Hand injuries potentially leave the patients with long-term disabilities and functional limitations. Since older people already suffer from a decline in physical and mental capacity they are vulnerable to these consequences and may be in need of additional support after hand injuries. Previous studies have researched the outcome of hand injuries and conclude that a higher severity grade of hand injury correlates with greater costs, longer sick leave and reduced hand function, but that even minor injuries can be debilitating [24, 25, 29]. The outcomes of hand injuries among the elderly have not yet been studied, but the consequences for older patients are likely to affect their ability to engage in daily living and leisure activities. Hence, there is a potential gain from conducting more studies on the topic both in terms of improving the quality of life for the elderly with hand injuries and reducing the costs to society.

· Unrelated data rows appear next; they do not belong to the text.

//! Snapshot scheduler
//!
//! Timer-driven trigger that periodically asks the store actor to snapshot.

use std::thread::{self, JoinHandle};
use std::time::Duration;

use crossbeam::channel::{tick, unbounded, Sender};
use crossbeam::select;

use crate::actor::StoreHandle;
use crate::error::{EpochError, Result};

/// Periodic snapshot trigger
///
/// Fires a snapshot request at the store actor on a fixed period. Never
/// waits for a snapshot to complete before the next tick: ticks arriving
/// while a prior write is still in flight are honored, and the actor's
/// dirty-flag check makes redundant requests cheap no-ops.
pub struct SnapshotScheduler {
    store: StoreHandle,
    interval: Duration,
}

impl SnapshotScheduler {
    pub fn new(store: StoreHandle, interval: Duration) -> Self {
        Self { store, interval }
    }

    /// Start the periodic loop on its own thread
    pub fn start(self) -> Result<RunningScheduler> {
        let (shutdown_tx, shutdown_rx) = unbounded::<()>();
        let interval = self.interval;

        let join = thread::Builder::new()
            .name("epochkv-scheduler".to_string())
            .spawn(move || {
                tracing::info!(interval_secs = interval.as_secs(), "Snapshot scheduler running");
                let ticker = tick(interval);
                loop {
                    select! {
                        recv(shutdown_rx) -> _ => {
                            tracing::info!("Snapshot scheduler shutting down");
                            return;
                        }
                        recv(ticker) -> _ => {
                            tracing::debug!("Sending snapshot request");
                            if self.store.request_snapshot().is_err() {
                                // Actor stopped; nothing left to schedule for.
                                tracing::warn!("Store actor gone, stopping scheduler");
                                return;
                            }
                        }
                    }
                }
            })?;

        Ok(RunningScheduler {
            shutdown: shutdown_tx,
            join,
        })
    }
}

/// The scheduler in its running state
pub struct RunningScheduler {
    shutdown: Sender<()>,
    join: JoinHandle<()>,
}

impl RunningScheduler {
    /// Stop the periodic loop and wait for it to exit
    ///
    /// The loop exits at the next select after the signal and issues no
    /// further snapshot requests once this returns.
    pub fn stop(self) -> Result<()> {
        let _ = self.shutdown.send(());
        self.join
            .join()
            .map_err(|_| EpochError::StoreUnavailable("scheduler thread panicked".to_string()))
    }
}
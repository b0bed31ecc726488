//! SnapshotScheduler Tests
//!
//! Tests verify:
//! - Periodic ticks reach the store actor and produce snapshot files
//! - Redundant ticks while clean are no-ops
//! - Stop halts the loop: no snapshot requests after acknowledgement

use std::path::Path;
use std::time::{Duration, Instant};

use epochkv::{SnapshotScheduler, SnapshotStore, StoreActor};
use tempfile::TempDir;

const GET_TIMEOUT: Duration = Duration::from_secs(1);
const TICK: Duration = Duration::from_millis(50);

fn snapshot_count(dir: &Path) -> usize {
    std::fs::read_dir(dir)
        .unwrap()
        .filter_map(|e| e.ok())
        .filter(|e| {
            let name = e.file_name();
            let name = name.to_string_lossy().into_owned();
            name.starts_with("state_") && name.ends_with(".json")
        })
        .count()
}

fn wait_for_snapshots(dir: &Path, expected: usize, timeout: Duration) {
    let deadline = Instant::now() + timeout;
    while Instant::now() < deadline {
        if snapshot_count(dir) >= expected {
            return;
        }
        std::thread::sleep(Duration::from_millis(10));
    }
    panic!(
        "expected {} snapshot files, found {}",
        expected,
        snapshot_count(dir)
    );
}

// =============================================================================
// Periodic Trigger Tests
// =============================================================================

#[test]
fn test_scheduler_triggers_snapshot_of_dirty_index() {
    let dir = TempDir::new().unwrap();
    let snapshots = SnapshotStore::open(dir.path()).unwrap();
    let (handle, running_store) = StoreActor::new(snapshots).start(GET_TIMEOUT).unwrap();

    handle.put("k", "v", 1).unwrap();
    let running_scheduler = SnapshotScheduler::new(handle.clone(), TICK).start().unwrap();

    wait_for_snapshots(dir.path(), 1, Duration::from_secs(5));

    running_scheduler.stop().unwrap();
    running_store.stop().unwrap();
}

#[test]
fn test_clean_ticks_write_nothing() {
    let dir = TempDir::new().unwrap();
    let snapshots = SnapshotStore::open(dir.path()).unwrap();
    let (handle, running_store) = StoreActor::new(snapshots).start(GET_TIMEOUT).unwrap();

    // No puts: many ticks pass, no snapshots appear.
    let running_scheduler = SnapshotScheduler::new(handle.clone(), TICK).start().unwrap();
    std::thread::sleep(TICK * 6);

    assert_eq!(snapshot_count(dir.path()), 0);

    running_scheduler.stop().unwrap();
    running_store.stop().unwrap();
}

// =============================================================================
// Shutdown Tests
// =============================================================================

#[test]
fn test_no_snapshot_requests_after_stop() {
    let dir = TempDir::new().unwrap();
    let snapshots = SnapshotStore::open(dir.path()).unwrap();
    let (handle, running_store) = StoreActor::new(snapshots).start(GET_TIMEOUT).unwrap();

    handle.put("k", "v1", 1).unwrap();
    let running_scheduler = SnapshotScheduler::new(handle.clone(), TICK).start().unwrap();
    wait_for_snapshots(dir.path(), 1, Duration::from_secs(5));

    running_scheduler.stop().unwrap();

    // Re-dirty the index after the scheduler stopped. With nobody left to
    // request snapshots, no further files may appear.
    handle.put("k", "v2", 2).unwrap();
    let count = snapshot_count(dir.path());
    std::thread::sleep(TICK * 6);
    assert_eq!(snapshot_count(dir.path()), count);

    running_store.stop().unwrap();
}

#[test]
fn test_scheduler_exits_when_actor_is_gone() {
    let dir = TempDir::new().unwrap();
    let snapshots = SnapshotStore::open(dir.path()).unwrap();
    let (handle, running_store) = StoreActor::new(snapshots).start(GET_TIMEOUT).unwrap();

    let running_scheduler = SnapshotScheduler::new(handle, TICK).start().unwrap();
    running_store.stop().unwrap();

    // The next tick's failed send makes the loop exit on its own; stop must
    // still return cleanly.
    std::thread::sleep(TICK * 3);
    running_scheduler.stop().unwrap();
}
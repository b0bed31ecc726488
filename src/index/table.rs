//! VersionedIndex implementation
//!
//! BTreeMap-based multi-version index. No interior locking; the owner
//! serializes all access.

use std::collections::BTreeMap;
use std::ops::Bound;

use super::VersionedEntry;

/// Ordered set of all versions of all keys
///
/// Entries are totally ordered by `(key ASC, version ASC)`. At most one
/// entry exists per `(key, version)` pair; distinct versions of the same
/// key coexist and are never merged.
#[derive(Debug, Clone, Default)]
pub struct VersionedIndex {
    entries: BTreeMap<(String, i64), String>,
}

impl VersionedIndex {
    /// Create a new empty index
    pub fn new() -> Self {
        Self {
            entries: BTreeMap::new(),
        }
    }

    /// Build an index from a sequence of entries (snapshot restore path)
    pub fn from_entries(entries: impl IntoIterator<Item = VersionedEntry>) -> Self {
        let mut index = Self::new();
        for entry in entries {
            index.upsert(entry);
        }
        index
    }

    /// Insert an entry, replacing any existing entry with the same
    /// `(key, version)` pair (last writer for that exact version wins)
    pub fn upsert(&mut self, entry: VersionedEntry) {
        self.entries.insert((entry.key, entry.version), entry.value);
    }

    /// Point lookup pivoting on `(key, version)`
    ///
    /// Scans in ascending `(key, version)` order starting from the pivot and
    /// returns the first entry whose key equals the query key — the entry
    /// with the smallest stored version that is >= the queried version.
    /// A write is therefore visible only to lookups whose queried version is
    /// <= the write's version. If the first entry at or after the pivot
    /// belongs to a different key, or the index is exhausted, the lookup
    /// misses.
    pub fn lookup(&self, key: &str, version: i64) -> Option<VersionedEntry> {
        let pivot = (key.to_string(), version);
        let ((found_key, found_version), value) = self
            .entries
            .range((Bound::Included(pivot), Bound::Unbounded))
            .next()?;

        if found_key != key {
            return None;
        }

        Some(VersionedEntry {
            key: found_key.clone(),
            value: value.clone(),
            version: *found_version,
        })
    }

    /// Take an independent point-in-time copy for snapshotting
    ///
    /// BTreeMap has no cheap structural sharing, so this is a full copy,
    /// taken synchronously inside the owner's turn. The copy never observes
    /// later mutations of the live index.
    pub fn snapshot_copy(&self) -> VersionedIndex {
        self.clone()
    }

    /// Lazy traversal of all entries in `(key ASC, version ASC)` order
    pub fn ascend(&self) -> impl Iterator<Item = VersionedEntry> + '_ {
        self.entries
            .iter()
            .map(|((key, version), value)| VersionedEntry {
                key: key.clone(),
                value: value.clone(),
                version: *version,
            })
    }

    /// Consume the index into an ordered vector of entries
    pub fn into_entries(self) -> Vec<VersionedEntry> {
        self.entries
            .into_iter()
            .map(|((key, version), value)| VersionedEntry {
                key,
                value,
                version,
            })
            .collect()
    }

    /// Number of stored entries (all versions of all keys)
    pub fn len(&self) -> usize {
        self.entries.len()
    }

    /// True if the index holds no entries
    pub fn is_empty(&self) -> bool {
        self.entries.is_empty()
    }
}
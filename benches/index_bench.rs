//! Benchmarks for epochkv index operations

use criterion::{black_box, criterion_group, criterion_main, Criterion};
use epochkv::{VersionedEntry, VersionedIndex};

fn populated_index(keys: usize, versions: i64) -> VersionedIndex {
    let mut index = VersionedIndex::new();
    for k in 0..keys {
        for v in 0..versions {
            index.upsert(VersionedEntry::new(
                format!("key{:06}", k),
                format!("value{}", v),
                v,
            ));
        }
    }
    index
}

fn index_benchmarks(c: &mut Criterion) {
    c.bench_function("upsert 10k distinct versions", |b| {
        b.iter(|| {
            let mut index = VersionedIndex::new();
            for v in 0..10_000 {
                index.upsert(VersionedEntry::new("hot-key", "value", v));
            }
            black_box(index.len())
        })
    });

    let index = populated_index(1_000, 10);
    c.bench_function("lookup in 10k-entry index", |b| {
        b.iter(|| black_box(index.lookup("key000500", 5)))
    });

    c.bench_function("snapshot copy of 10k-entry index", |b| {
        b.iter(|| black_box(index.snapshot_copy().len()))
    });
}

criterion_group!(benches, index_benchmarks);
criterion_main!(benches);
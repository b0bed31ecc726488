//! Configuration for epochkv
//!
//! Centralized configuration with sensible defaults.

use std::path::PathBuf;
use std::time::Duration;

/// Main configuration for an epochkv instance
#[derive(Debug, Clone)]
pub struct Config {
    // -------------------------------------------------------------------------
    // Snapshot Configuration
    // -------------------------------------------------------------------------
    /// Directory for snapshot files
    /// Internal structure:
    ///   {snapshot_dir}/
    ///     ├── state_<tag>.json
    ///     └── ... (one file per snapshot, never deleted)
    pub snapshot_dir: PathBuf,

    /// How often the scheduler asks the store actor to snapshot
    pub snapshot_interval: Duration,

    // -------------------------------------------------------------------------
    // Actor Configuration
    // -------------------------------------------------------------------------
    /// How long a get caller waits for its reply before giving up
    pub get_timeout: Duration,

    // -------------------------------------------------------------------------
    // Network Configuration
    // -------------------------------------------------------------------------
    /// HTTP listen address for the request-layer adapter
    pub listen_addr: String,
}

impl Default for Config {
    fn default() -> Self {
        Self {
            snapshot_dir: PathBuf::from("./epochkv_data"),
            snapshot_interval: Duration::from_secs(30),
            get_timeout: Duration::from_secs(1),
            listen_addr: "127.0.0.1:8080".to_string(),
        }
    }
}

impl Config {
    /// Create a new config builder
    pub fn builder() -> ConfigBuilder {
        ConfigBuilder::default()
    }
}

/// Builder for Config
#[derive(Default)]
pub struct ConfigBuilder {
    config: Config,
}

impl ConfigBuilder {
    /// Set the snapshot directory
    pub fn snapshot_dir(mut self, path: impl Into<PathBuf>) -> Self {
        self.config.snapshot_dir = path.into();
        self
    }

    /// Set the snapshot interval
    pub fn snapshot_interval(mut self, interval: Duration) -> Self {
        self.config.snapshot_interval = interval;
        self
    }

    /// Set the caller-side get timeout
    pub fn get_timeout(mut self, timeout: Duration) -> Self {
        self.config.get_timeout = timeout;
        self
    }

    /// Set the HTTP listen address
    pub fn listen_addr(mut self, addr: impl Into<String>) -> Self {
        self.config.listen_addr = addr.into();
        self
    }

    pub fn build(self) -> Config {
        self.config
    }
}
use alloc::vec;
use core::iter::FusedIterator;
use core::marker::PhantomData;
use core::slice;

use crate::cursor::{slot_offset, slot_ref};
use crate::slot_vec::SlotVec;

/// Iterator over the slots between two cursors
///
/// Created by `range_to` on [`Cursor`](crate::Cursor) or
/// [`ConstCursor`](crate::ConstCursor). This iterator implements `Clone`.
pub struct CursorRange<'a, T> {
    front: *const T,
    remaining: usize,
    _marker: PhantomData<&'a T>,
}

impl<T> CursorRange<'_, T> {
    pub(crate) fn new(front: *const T, remaining: usize) -> Self {
        Self {
            front,
            remaining,
            _marker: PhantomData,
        }
    }
}

impl<T> Clone for CursorRange<'_, T> {
    fn clone(&self) -> Self {
        Self::new(self.front, self.remaining)
    }
}

impl<'a, T> Iterator for CursorRange<'a, T> {
    type Item = &'a T;

    fn next(&mut self) -> Option<Self::Item> {
        if self.remaining == 0 {
            return None;
        }
        // Safe: the range was created via unsafe `range_to()`, whose caller
        // guaranteed that every slot in [front, front + remaining) is live
        #[allow(unsafe_code)]
        let item = unsafe { slot_ref(self.front) };
        self.front = slot_offset(self.front, 1);
        self.remaining -= 1;
        Some(item)
    }

    fn size_hint(&self) -> (usize, Option<usize>) {
        (self.remaining, Some(self.remaining))
    }
}

impl<T> DoubleEndedIterator for CursorRange<'_, T> {
    fn next_back(&mut self) -> Option<Self::Item> {
        if self.remaining == 0 {
            return None;
        }
        self.remaining -= 1;
        // Safe: same contract as `next()`, the slot lies inside the range
        #[allow(unsafe_code, clippy::cast_possible_wrap)]
        unsafe {
            Some(slot_ref(slot_offset(self.front, self.remaining as isize)))
        }
    }
}

impl<T> ExactSizeIterator for CursorRange<'_, T> {}

impl<T> FusedIterator for CursorRange<'_, T> {}

/// Owning iterator over the live elements of a `SlotVec`
///
/// Placeholder slots past the live range are dropped without being yielded.
#[derive(Debug, Clone)]
pub struct IntoIter<T> {
    inner: vec::IntoIter<T>,
}

impl<T> Iterator for IntoIter<T> {
    type Item = T;

    fn next(&mut self) -> Option<T> {
        self.inner.next()
    }

    fn size_hint(&self) -> (usize, Option<usize>) {
        self.inner.size_hint()
    }
}

impl<T> DoubleEndedIterator for IntoIter<T> {
    fn next_back(&mut self) -> Option<T> {
        self.inner.next_back()
    }
}

impl<T> ExactSizeIterator for IntoIter<T> {}

impl<T> FusedIterator for IntoIter<T> {}

impl<T> IntoIterator for SlotVec<T> {
    type Item = T;
    type IntoIter = IntoIter<T>;

    fn into_iter(self) -> Self::IntoIter {
        let (storage, len) = self.into_parts();
        let mut items = storage.into_vec();
        items.truncate(len);
        IntoIter {
            inner: items.into_iter(),
        }
    }
}

impl<'a, T> IntoIterator for &'a SlotVec<T> {
    type Item = &'a T;
    type IntoIter = slice::Iter<'a, T>;

    fn into_iter(self) -> Self::IntoIter {
        self.iter()
    }
}

impl<'a, T> IntoIterator for &'a mut SlotVec<T> {
    type Item = &'a mut T;
    type IntoIter = slice::IterMut<'a, T>;

    fn into_iter(self) -> Self::IntoIter {
        self.iter_mut()
    }
}
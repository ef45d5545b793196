use thiserror::Error;

/// Error types for checked `SlotVec` operations
///
/// Every error is raised before the vector is touched, so a failed call
/// leaves length, capacity and contents unchanged.
#[derive(Error, Debug, PartialEq, Eq, Clone)]
pub enum SlotVecError {
    /// Element access or removal attempted on a vector with no live elements
    #[error("Empty vector: `{operation}` requires at least one element")]
    EmptyVector {
        /// Name of the operation that was attempted
        operation: &'static str,
    },
    /// Index is beyond the current vector length
    #[error("Index out of bounds: index {index} is beyond vector length {length}")]
    IndexOutOfBounds {
        /// Index that was accessed
        index: usize,
        /// Current length of the vector
        length: usize,
    },
}
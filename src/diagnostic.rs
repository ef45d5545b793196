use alloc::string::{String, ToString};
use core::fmt;

use crate::slot_vec::SlotVec;

/// Diagnostic rendering of a `SlotVec`, including its unused slots
///
/// Formats as `[ 1 2 3 | 0 0 ], end = 3, capacity = 5`: the live elements,
/// a `|` separator, the allocated tail, then length and capacity.
pub struct Diagnostic<'a, T> {
    vec: &'a SlotVec<T>,
}

impl<T: fmt::Display> fmt::Display for Diagnostic<'_, T> {
    fn fmt(&self, f: &mut fmt::Formatter<'_>) -> fmt::Result {
        let (live, tail) = self.vec.slots().split_at(self.vec.len());
        f.write_str("[ ")?;
        for value in live {
            write!(f, "{value} ")?;
        }
        f.write_str("| ")?;
        for value in tail {
            write!(f, "{value} ")?;
        }
        write!(
            f,
            "], end = {}, capacity = {}",
            self.vec.len(),
            self.vec.capacity()
        )
    }
}

impl<T> SlotVec<T> {
    #[must_use]
    pub fn diagnostic(&self) -> Diagnostic<'_, T> {
        Diagnostic { vec: self }
    }

    #[must_use]
    pub fn to_debug_string(&self) -> String
    where
        T: fmt::Display,
    {
        self.diagnostic().to_string()
    }
}
#![no_std]
#![deny(unsafe_code)]

//! `SlotVec`: a growable contiguous vector with explicit capacity control and
//! pointer-like cursors.
//!
//! `SlotVec<T>` owns a single heap buffer of `capacity()` slots, of which the
//! first `len()` are live. Every slot always holds a real `T`: fresh slots are
//! default-constructed, and removals only move the live boundary, so the
//! unused tail can still be read through unchecked indexing.
//!
//! This crate is `no_std` compatible and needs only `alloc`.
//!
//! # Capacity Policy
//!
//! - `push_back()` / `insert()` on a full vector: capacity becomes
//!   `max(1, capacity * 2)`, which makes appends amortized O(1)
//! - `insert_range()` / `insert_slice()` of `n` elements that do not fit:
//!   capacity becomes `(capacity + n) * 2`
//! - `reserve(n)`: exactly `n`, only if `n > capacity()`
//! - `shrink_to_fit()`: exactly `len()`
//! - `assign*()`: exactly the incoming count, only if it does not fit
//! - `copy_from*()`: capacity always ends equal to the incoming length
//! - `clone()` / `clone_from()`: capacity mirrors the source
//!
//! ```
//! # use slotvec::SlotVec;
//! let mut v: SlotVec<i32> = SlotVec::with_len(4);
//! for (i, value) in [1, 2, 3, 4].into_iter().enumerate() {
//!     v[i] = value;
//! }
//! assert_eq!(v.capacity(), 4);
//!
//! v.push_back(5);
//! assert_eq!(v.capacity(), 8);
//! assert_eq!(v, [1, 2, 3, 4, 5]);
//! ```
//!
//! # Checked and Unchecked Access
//!
//! Indexing with `[]` is checked only against the allocated buffer, never
//! against the live range. `at()`, `front()`, `back()` and `pop_back()` check
//! the live range and report violations as [`SlotVecError`] without touching
//! the vector:
//!
//! ```
//! # use slotvec::{slotvec, SlotVecError};
//! let mut v = slotvec![1, 2, 3];
//! v.pop_back().unwrap();
//!
//! assert_eq!(v.at(1), Ok(&2));
//! assert_eq!(
//!     v.at(2),
//!     Err(SlotVecError::IndexOutOfBounds { index: 2, length: 2 })
//! );
//! // the popped value is still in its slot
//! assert_eq!(v[2], 3);
//! ```
//!
//! # Cursors
//!
//! [`Cursor`] and [`ConstCursor`] are raw slot handles with pointer
//! arithmetic. They carry no lifetime: like raw pointers they dangle as soon
//! as the vector reallocates, so reading through them is `unsafe`. Moving,
//! comparing and measuring them is not.
//!
//! ```
//! # use slotvec::{distance, slotvec};
//! let mut v = slotvec![1, 2, 3, 4, 5];
//!
//! let first = v.cbegin() + 1;
//! let last = v.cbegin() + 3;
//! assert_eq!(distance(first, last), 2);
//!
//! v.erase_range(first, last);
//! assert_eq!(v, [1, 4, 5]);
//!
//! let at = v.insert(v.cbegin(), 99);
//! // Safe: `at` was returned after the last reallocation
//! assert_eq!(unsafe { *at.get() }, 99);
//! assert_eq!(v, [99, 1, 4, 5]);
//! ```
//!
//! A cursor pair converts into an ordinary iterator, which is how cursors feed
//! the range operations:
//!
//! ```
//! # use slotvec::{slotvec, SlotVec};
//! let source = slotvec![10, 20, 30, 40];
//! // Safe: `source` is neither mutated nor dropped while the range is alive
//! let middle = unsafe { (source.cbegin() + 1).range_to(source.cend()) };
//! let copy = SlotVec::from_range(middle.copied());
//! assert_eq!(copy, [20, 30, 40]);
//! ```
//!
//! # Diagnostics
//!
//! ```
//! # use slotvec::slotvec;
//! let mut v = slotvec![1, 2, 3];
//! v.reserve(5);
//! assert_eq!(v.to_debug_string(), "[ 1 2 3 | 0 0 ], end = 3, capacity = 5");
//! ```
//!
//! # Logging
//!
//! With the `log` feature enabled every reallocation is reported at trace
//! level under the `slotvec` target.

extern crate alloc;

mod cursor;
mod diagnostic;
mod error;
mod iter;
mod modifiers;
mod slot_vec;

// Re-export public types and traits
pub use cursor::{distance, ConstCursor, Cursor, Position};
pub use diagnostic::Diagnostic;
pub use error::SlotVecError;
pub use iter::{CursorRange, IntoIter};
pub use modifiers::swap;
pub use slot_vec::SlotVec;

/// Creates a `SlotVec` containing the arguments.
///
/// `slotvec![a, b, c]` allocates exactly as many slots as there are
/// elements; `slotvec![value; n]` builds `n` clones of `value`.
///
/// ```
/// # use slotvec::slotvec;
/// let v = slotvec![1, 2, 3];
/// assert_eq!(v.capacity(), 3);
///
/// let w = slotvec![String::from("hi"); 2];
/// assert_eq!(w, ["hi", "hi"]);
/// ```
#[macro_export]
macro_rules! slotvec {
    () => {
        $crate::SlotVec::new()
    };
    ($elem:expr; $n:expr) => {
        $crate::SlotVec::from_elem($elem, $n)
    };
    ($($elem:expr),+ $(,)?) => {
        $crate::SlotVec::from([$($elem),+])
    };
}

There are a number of limitations to this study. The retrospective design precludes any completion of missing data. Some patients with minor hand injuries may have been treated by their general practitioners without referral, despite an established routine for the following up of all hand injuries at our department, meaning that we cannot be sure that all hand injuries were included. As many hand injuries can be treated without knowledge of the patients’ co-morbidities or medicines; thus, documentation of these was sometimes scarce. We believe that it is important for healthcare providers to improve the recording of patient demographics, co-morbidity, handedness etc. with respect to planning of the resources in the health care system. The administrative system for medical records in the primary healthcare and hospital sectors differs and without access to medical records from the primary care sector some co-morbidities and medicines may have been missed. There might be a potential bias when calculating the incidence, which might be underestimated. However, in the present region there is an agreement and specific routines for long with GPs, A&E units and department of Orthopaedics how to refer patients with hand injuries, resulting in that most injuries are treated at the present department.